There are several issues in segmenting brain MRI tumor images [6]. These issues can be concise as follows: (1) The most common MRI issue stems from the nonstandard intensity ranges collected by various scanners. Due to differences in magnetic field strengths and collection procedures, the brain MRI intensity values for the same patient can vary from hospital to hospital, (2) the brain tumor itself has no static form or prior experience. Brain disorder can manifest in any part of the brain and any form. Furthermore, the gray value range of this disease may intersect with the healthy area's gray value range, causing brain tumor segmentation further difficult, (3) MRI contains white ` noise throughout the collection procedure which is nonnegligible (4) spatial intensity variations in every dimension often influence uniform organization. The bias field effect of MRI is responsible for this. The smoothed low-frequency signal of image strength is affected by the MRI bias. An offset field correction preprocessing phase is needed here, which typically raises the pixel intensity around the brain, and (5) large brain tumors can distort the internal brain structure, rendering certain treatments difficult to perform.

Brain tumor segmentation employs a wide range of semiautomatic and automatic segmentation strategies and processes.

As manual segmentation takes a long time, the creation of robust automated segmentation techniques that deliver efficient and unbiased segmentation has become an important and common research field in recent years which can handle the major issues caused in brain MRI segmentation as discussed above.

1.2 Methods for brain MRI segmentation

Brain tumor segmentation methods are categorized into three groups based on the level of user interaction needed, such as manual, semiautomatic, or fully automatic.

1.2.1 Manual segmentation methods

Manual segmentation [7] is the process of outlining the target tissue by hand. Manual segmentation is tedious and time-consuming, and it cannot keep up with the increasing segmentation demands. Furthermore, each person has a unique style of segmentation, which causes variations in segmentation performance. Though manual segmentation has several drawbacks, it has the maximum segmentation precision to date and is frequently utilized as the optimal segmentation result for automatic segmentation.

1.2.2 Semiautomated segmentation methods

Semiautomatic [7] approaches necessitate user interaction for three key reasons: initialization, interference, and evaluation.

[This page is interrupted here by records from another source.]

//! `falco-lint` - Semantic analysis for the Fastly VCL dialect.
//!
//! This crate lints the AST produced by `falco-syntax`:
//!
//! - **Symbol tables**: ACLs, backends, directors, tables, subroutines,
//!   penaltyboxes, ratecounters, with hoisting and unused tracking
//! - **Type checking**: the closed VCL type set with Fastly's fuzzy
//!   string-view coercions
//! - **Phase analysis**: which state functions a subroutine may run in,
//!   from annotations or call-graph inference
//! - **Includes & snippets**: nested parse+lint into one shared context
//! - **Diagnostics**: ordered, coded, suppressible with `falco-ignore`
//!   comments
//!
//! # Example
//!
//! ```
//! use falco_lint::{lint_source, Context};
//!
//! let mut context = Context::new();
//! let result = lint_source(&mut context, "main.vcl", r#"
//! sub vcl_recv {
//!     #FASTLY recv
//!     set req.http.X-Forwarded-Host = req.http.Host;
//!     return (lookup);
//! }
//! "#);
//! assert!(result.is_clean());
//! ```

#![forbid(unsafe_code)]
#![warn(missing_docs)]

pub mod catalog;
mod check;
pub mod config;
pub mod context;
pub mod diagnostics;
pub mod ident;
mod linter;
pub mod pattern;
pub mod phase;
pub mod suppress;
pub mod symbols;
pub mod types;

pub use config::{LintConfig, Strictness};
pub use context::{Context, ContextBuilder, ResolveError, Resolver, SnippetItem, Snippets, VclSource};
pub use diagnostics::{Diagnostic, Rule, Severity};
pub use linter::{lint, lint_source, Fatal, LintResult};
pub use phase::{Phase, PhaseSet};
pub use types::VclType;
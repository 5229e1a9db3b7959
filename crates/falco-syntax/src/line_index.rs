//! Offset to line/column translation.

use text_size::{TextRange, TextSize};

/// A 1-based line/column pair for display.
#[derive(Debug, Clone, Copy, PartialEq, Eq)]
pub struct LineCol {
    /// 1-based line number.
    pub line: u32,
    /// 1-based column number (bytes, not characters).
    pub column: u32,
}

/// Maps byte offsets to line/column pairs.
///
/// Built once per source file; lookups are a binary search over line starts.
#[derive(Debug, Clone, PartialEq, Eq)]
pub struct LineIndex {
    /// Byte offset of the start of each line.
    line_starts: Vec<TextSize>,
}

impl LineIndex {
    /// Builds a line index for the given source text.
    #[must_use]
    pub fn new(source: &str) -> Self {
        let mut line_starts = vec![TextSize::from(0)];
        for (offset, byte) in source.bytes().enumerate() {
            if byte == b'\n' {
                line_starts.push(TextSize::from(offset as u32 + 1));
            }
        }
        Self { line_starts }
    }

    /// Returns the 1-based line/column of a byte offset.
    #[must_use]
    pub fn line_col(&self, offset: TextSize) -> LineCol {
        let line = self
            .line_starts
            .partition_point(|&start| start <= offset)
            .saturating_sub(1);
        let line_start = self.line_starts[line];
        LineCol {
            line: line as u32 + 1,
            column: u32::from(offset) - u32::from(line_start) + 1,
        }
    }

    /// Returns the 1-based line number of a range's start.
    #[must_use]
    pub fn line_of(&self, range: TextRange) -> u32 {
        self.line_col(range.start()).line
    }

    /// Returns the number of lines in the source.
    #[must_use]
    pub fn line_count(&self) -> usize {
        self.line_starts.len()
    }

    /// Returns the byte offset of the start of a 1-based line, if it exists.
    #[must_use]
    pub fn line_start(&self, line: u32) -> Option<TextSize> {
        self.line_starts.get(line.checked_sub(1)? as usize).copied()
    }
}

#[cfg(test)]
mod tests {
    use super::*;

    #[test]
    fn test_line_col() {
        let index = LineIndex::new("abc\ndef\n\nghi");
        assert_eq!(index.line_col(0.into()), LineCol { line: 1, column: 1 });
        assert_eq!(index.line_col(2.into()), LineCol { line: 1, column: 3 });
        assert_eq!(index.line_col(4.into()), LineCol { line: 2, column: 1 });
        assert_eq!(index.line_col(8.into()), LineCol { line: 3, column: 1 });
        assert_eq!(index.line_col(9.into()), LineCol { line: 4, column: 1 });
    }

    #[test]
    fn test_offset_at_newline_belongs_to_its_line() {
        let index = LineIndex::new("ab\ncd");
        assert_eq!(index.line_col(2.into()), LineCol { line: 1, column: 3 });
        assert_eq!(index.line_col(3.into()), LineCol { line: 2, column: 1 });
    }

    #[test]
    fn test_line_count() {
        assert_eq!(LineIndex::new("").line_count(), 1);
        assert_eq!(LineIndex::new("a\nb").line_count(), 2);
        assert_eq!(LineIndex::new("a\nb\n").line_count(), 3);
    }
}
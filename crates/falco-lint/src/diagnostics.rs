//! Diagnostic types for semantic errors, warnings and advisories.

use smol_str::SmolStr;
use text_size::TextRange;

use falco_syntax::LineIndex;

/// Severity level of a diagnostic.
#[derive(Debug, Clone, Copy, PartialEq, Eq, PartialOrd, Ord, Hash)]
pub enum Severity {
    /// Violates a language rule; the service would misbehave or fail to
    /// compile.
    Error,
    /// Probable bug that might still work at runtime.
    Warning,
    /// Stylistic or advisory notice.
    Info,
}

impl Severity {
    /// Lowercase label used in rendered output.
    #[must_use]
    pub fn label(self) -> &'static str {
        match self {
            Self::Error => "error",
            Self::Warning => "warning",
            Self::Info => "info",
        }
    }
}

/// A lint rule, identifying the type of diagnostic.
#[derive(Debug, Clone, Copy, PartialEq, Eq, Hash)]
pub enum Rule {
    // Declarations
    /// Declared name does not match `[A-Za-z_][A-Za-z0-9_]*`.
    InvalidName,
    /// Name already declared in the same namespace.
    DuplicateDeclaration,
    /// ACL entry address is not a valid IP or CIDR mask.
    AclSyntax,
    /// Unknown or mistyped backend property.
    BackendSyntax,
    /// Probe threshold exceeds the initial health count.
    BackendStartsUnhealthy,
    /// Unknown director type, unexpected or missing property.
    DirectorSyntax,
    /// Director declares no member backends.
    DirectorBackendRequired,
    /// Table value does not match the declared value type.
    TableSyntax,
    /// Penaltybox/ratecounter body must be empty.
    NonEmptyBody,
    /// Reserved subroutine is missing its `#FASTLY <phase>` macro.
    MissingFastlyMacro,
    /// Reserved subroutine declares a return type.
    ReservedSubroutineReturnType,

    // Name resolution
    /// Reference to an undeclared object.
    UndefinedSymbol,
    /// Unknown variable for the current scope.
    UndefinedVariable,
    /// Unknown function.
    UndefinedFunction,
    /// Ratecounter bucket window is not one of the supported durations.
    RatecounterBucketDuration,

    // Statements
    /// Malformed `declare local` (name or type).
    DeclareSyntax,
    /// Assignment target is not writable.
    NotWritable,
    /// Unset/remove target cannot be unset.
    NotUnsettable,
    /// Mutation of an edge-controlled HTTP header.
    ProtectedHeader,
    /// `add` target is not an HTTP header.
    InvalidAddTarget,
    /// `call` target is missing or has a return type.
    InvalidCallTarget,
    /// `error` code outside the custom range.
    ErrorCodeRange,
    /// Statement is not allowed in the subroutine's phase.
    StatementScope,
    /// Variable is not available in the subroutine's phase.
    VariableScope,
    /// `goto` to an undeclared label.
    UndefinedGotoDestination,
    /// More than one destination for a label.
    DuplicateGotoDestination,
    /// `log` argument is not a string.
    LogArgument,
    /// Calling a user subroutine as a bare function statement.
    FunctionStatement,
    /// Bare `return;` inside a reserved subroutine.
    EmptyReturn,
    /// Return action keyword is not valid for the phase.
    InvalidReturnAction,
    /// Returned value type does not match the declared return type.
    InvalidReturnType,
    /// Return expression form is not allowed (operators, missing value,
    /// parenthesized plain value).
    InvalidReturnForm,

    // Expressions
    /// Assigned or passed value has the wrong type.
    TypeMismatch,
    /// Condition is not a usable boolean expression.
    InvalidCondition,
    /// Condition is a literal.
    LiteralCondition,
    /// Comparison/match operator used outside a condition.
    OperatorConditionOnly,
    /// Operand types do not agree for the operator.
    OperandMismatch,
    /// Regex literal does not parse.
    InvalidRegex,
    /// Wrong number of arguments in a function call.
    ArgumentCount,
    /// Wrong argument type in a function call.
    ArgumentType,
    /// `re.group.N` read with no regex match before it.
    ReGroupWithoutMatch,
    /// `re.group.N` read after a later match overrode the captures.
    ReGroupOverridden,
    /// Non-string operand implicitly coerced in concatenation.
    ImplicitStringConversion,
    /// Ternary branches disagree in type.
    IfExpressionTypes,

    // Post-traversal
    /// Declared object is never referenced.
    UnusedDeclaration,
    /// Local variable is never read.
    UnusedVariable,
}

impl Rule {
    /// Returns the stable string code for the rule.
    #[must_use]
    pub fn code(&self) -> &'static str {
        match self {
            Self::InvalidName => "invalid-name",
            Self::DuplicateDeclaration => "duplicate-declaration",
            Self::AclSyntax => "acl-syntax",
            Self::BackendSyntax => "backend-syntax",
            Self::BackendStartsUnhealthy => "backend-starts-unhealthy",
            Self::DirectorSyntax => "director-syntax",
            Self::DirectorBackendRequired => "director-backend-required",
            Self::TableSyntax => "table-syntax",
            Self::NonEmptyBody => "non-empty-body",
            Self::MissingFastlyMacro => "missing-fastly-macro",
            Self::ReservedSubroutineReturnType => "reserved-subroutine-return-type",
            Self::UndefinedSymbol => "undefined-symbol",
            Self::UndefinedVariable => "undefined-variable",
            Self::UndefinedFunction => "undefined-function",
            Self::RatecounterBucketDuration => "ratecounter-bucket-duration",
            Self::DeclareSyntax => "declare-syntax",
            Self::NotWritable => "not-writable",
            Self::NotUnsettable => "not-unsettable",
            Self::ProtectedHeader => "protected-header",
            Self::InvalidAddTarget => "invalid-add-target",
            Self::InvalidCallTarget => "invalid-call-target",
            Self::ErrorCodeRange => "error-code-range",
            Self::StatementScope => "statement-scope",
            Self::VariableScope => "variable-scope",
            Self::UndefinedGotoDestination => "undefined-goto-destination",
            Self::DuplicateGotoDestination => "duplicate-goto-destination",
            Self::LogArgument => "log-argument",
            Self::FunctionStatement => "function-statement",
            Self::EmptyReturn => "empty-return",
            Self::InvalidReturnAction => "invalid-return-action",
            Self::InvalidReturnType => "invalid-return-type",
            Self::InvalidReturnForm => "invalid-return-form",
            Self::TypeMismatch => "type-mismatch",
            Self::InvalidCondition => "invalid-condition",
            Self::LiteralCondition => "literal-condition",
            Self::OperatorConditionOnly => "operator-condition-only",
            Self::OperandMismatch => "operand-mismatch",
            Self::InvalidRegex => "invalid-regex",
            Self::ArgumentCount => "argument-count",
            Self::ArgumentType => "argument-type",
            Self::ReGroupWithoutMatch => "re-group-without-match",
            Self::ReGroupOverridden => "re-group-overridden",
            Self::ImplicitStringConversion => "implicit-string-conversion",
            Self::IfExpressionTypes => "if-expression-types",
            Self::UnusedDeclaration => "unused-declaration",
            Self::UnusedVariable => "unused-variable",
        }
    }

    /// Returns the default severity for this rule.
    #[must_use]
    pub fn severity(&self) -> Severity {
        match self {
            Self::IfExpressionTypes | Self::UnusedDeclaration | Self::UnusedVariable => {
                Severity::Warning
            }
            Self::ImplicitStringConversion | Self::ReGroupOverridden => Severity::Info,
            _ => Severity::Error,
        }
    }
}

/// Related information for a diagnostic.
#[derive(Debug, Clone, PartialEq, Eq)]
pub struct RelatedInfo {
    /// The location of the related information.
    pub range: TextRange,
    /// The message.
    pub message: String,
}

/// A diagnostic message.
#[derive(Debug, Clone, PartialEq, Eq)]
pub struct Diagnostic {
    /// The rule that produced the diagnostic.
    pub rule: Rule,
    /// The severity level.
    pub severity: Severity,
    /// The file the diagnostic belongs to.
    pub file: SmolStr,
    /// The primary source range.
    pub range: TextRange,
    /// The diagnostic message.
    pub message: String,
    /// Secondary ranges (e.g. "also declared here").
    pub related: Vec<RelatedInfo>,
}

impl Diagnostic {
    /// Creates a new diagnostic with the rule's default severity.
    pub fn new(rule: Rule, range: TextRange, message: impl Into<String>) -> Self {
        Self {
            severity: rule.severity(),
            rule,
            file: SmolStr::default(),
            range,
            message: message.into(),
            related: Vec::new(),
        }
    }

    /// Adds related information to the diagnostic.
    #[must_use]
    pub fn with_related(mut self, range: TextRange, message: impl Into<String>) -> Self {
        self.related.push(RelatedInfo {
            range,
            message: message.into(),
        });
        self
    }

    /// Returns true if this is an error.
    #[must_use]
    pub fn is_error(&self) -> bool {
        self.severity == Severity::Error
    }

    /// Renders the diagnostic in the line-oriented output format, with a
    /// source snippet and caret.
    #[must_use]
    pub fn render(&self, source: &str) -> String {
        let index = LineIndex::new(source);
        let pos = index.line_col(self.range.start());
        let mut out = format!(
            "{}: {} at {}:{}:{}: {}",
            self.severity.label(),
            self.rule.code(),
            self.file,
            pos.line,
            pos.column,
            self.message,
        );
        if let Some(line_text) = source.lines().nth(pos.line as usize - 1) {
            let caret_offset = pos.column as usize - 1;
            out.push_str(&format!(
                "\n  {}\n  {}^",
                line_text,
                " ".repeat(caret_offset.min(line_text.len()))
            ));
        }
        out
    }
}

impl std::fmt::Display for Diagnostic {
    fn fmt(&self, f: &mut std::fmt::Formatter<'_>) -> std::fmt::Result {
        write!(
            f,
            "{}: {}: {} (at {}..{})",
            self.severity.label(),
            self.rule.code(),
            self.message,
            u32::from(self.range.start()),
            u32::from(self.range.end())
        )
    }
}

/// Collects diagnostics in traversal order.
#[derive(Debug, Default)]
pub struct DiagnosticBuilder {
    diagnostics: Vec<Diagnostic>,
}

impl DiagnosticBuilder {
    /// Creates a new diagnostic builder.
    #[must_use]
    pub fn new() -> Self {
        Self::default()
    }

    /// Adds a diagnostic.
    pub fn add(&mut self, diagnostic: Diagnostic) {
        self.diagnostics.push(diagnostic);
    }

    /// Adds a diagnostic for the rule at its default severity.
    pub fn report(&mut self, rule: Rule, range: TextRange, message: impl Into<String>) {
        self.add(Diagnostic::new(rule, range, message));
    }

    /// Returns true if any errors have been recorded.
    #[must_use]
    pub fn has_errors(&self) -> bool {
        self.diagnostics.iter().any(Diagnostic::is_error)
    }

    /// Number of diagnostics collected so far.
    #[must_use]
    pub fn len(&self) -> usize {
        self.diagnostics.len()
    }

    /// Returns true if nothing has been collected.
    #[must_use]
    pub fn is_empty(&self) -> bool {
        self.diagnostics.is_empty()
    }

    /// The diagnostics collected so far.
    #[must_use]
    pub fn as_slice(&self) -> &[Diagnostic] {
        &self.diagnostics
    }

    /// Mutable access for the suppression post-filter.
    pub(crate) fn as_mut_vec(&mut self) -> &mut Vec<Diagnostic> {
        &mut self.diagnostics
    }

    /// Consumes the builder and returns the diagnostics.
    #[must_use]
    pub fn finish(self) -> Vec<Diagnostic> {
        self.diagnostics
    }
}

#[cfg(test)]
mod tests {
    use super::*;

    #[test]
    fn test_diagnostic_creation() {
        let diag = Diagnostic::new(
            Rule::UndefinedVariable,
            TextRange::new(10.into(), 15.into()),
            "undefined variable 'req.unknwon.Host'",
        );

        assert!(diag.is_error());
        assert_eq!(diag.rule.code(), "undefined-variable");
    }

    #[test]
    fn test_default_severities() {
        assert_eq!(Rule::TypeMismatch.severity(), Severity::Error);
        assert_eq!(Rule::IfExpressionTypes.severity(), Severity::Warning);
        assert_eq!(Rule::ImplicitStringConversion.severity(), Severity::Info);
        assert_eq!(Rule::ReGroupOverridden.severity(), Severity::Info);
    }

    #[test]
    fn test_render_format() {
        let source = "sub foo {\n  set req.http.X = 1;\n}";
        let mut diag = Diagnostic::new(
            Rule::TypeMismatch,
            TextRange::new(12.into(), 31.into()),
            "INTEGER is not assignable to STRING",
        );
        diag.file = SmolStr::new("main.vcl");

        let rendered = diag.render(source);
        assert!(rendered.starts_with("error: type-mismatch at main.vcl:2:3:"));
        assert!(rendered.contains("set req.http.X = 1;"));
        assert!(rendered.ends_with('^'));
    }

    #[test]
    fn test_builder_order_preserved() {
        let mut builder = DiagnosticBuilder::new();
        builder.report(
            Rule::TypeMismatch,
            TextRange::new(0.into(), 1.into()),
            "first",
        );
        builder.report(
            Rule::UnusedVariable,
            TextRange::new(2.into(), 3.into()),
            "second",
        );

        let diagnostics = builder.finish();
        assert_eq!(diagnostics.len(), 2);
        assert_eq!(diagnostics[0].message, "first");
        assert_eq!(diagnostics[1].severity, Severity::Warning);
    }
}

In most cases, initialization is done by identifying a region of interest comprising the estimated tumor region for the automatic method to handle. Preprocessing system parameters can also be tweaked to fit the input images. Aside from initialization, automated algorithms can be guided toward an ideal result during the phase by obtaining feedback and making changes in response. Additionally, if the consumer is dissatisfied with the results, he or she may alter or repeat the procedure.

Although semiautomatic brain tumor segmentation approaches take less time than manual processes and provide more accurate outcomes, they are still subject to inter- and intrauser uncertainty. As a result, the majority of existing brain tumor segmentation research is based on completely automated processes.

1.2.3 Fully automated segmentation methods

There is no need for user intervention in fully automated brain tumor segmentation methods [8]. To solve the segmentation issue, artificial intelligence and previous experiences are primarily combined. Deep learning (DL) techniques are widely used in this field.

1.3 Deep learning

DL [9] models are normally trained to handle necessary tasks using manually developed features derived from raw features or data obtained from other basic machine learning techniques. DL allows computers to process useful representations autonomously, straight from the given input data, avoiding this manual and complicated phase. The most popular DL methods are different versions of artificial neural networks (ANN). The key thing that DL approaches have in particular is their emphasis on automatically learning the feature vectors. This is the primary distinction between DL methods and more ``traditional'' feature learning techniques. Build new features and conducting a task are combined into a single problem and thereby enhanced concurrently during the training phase.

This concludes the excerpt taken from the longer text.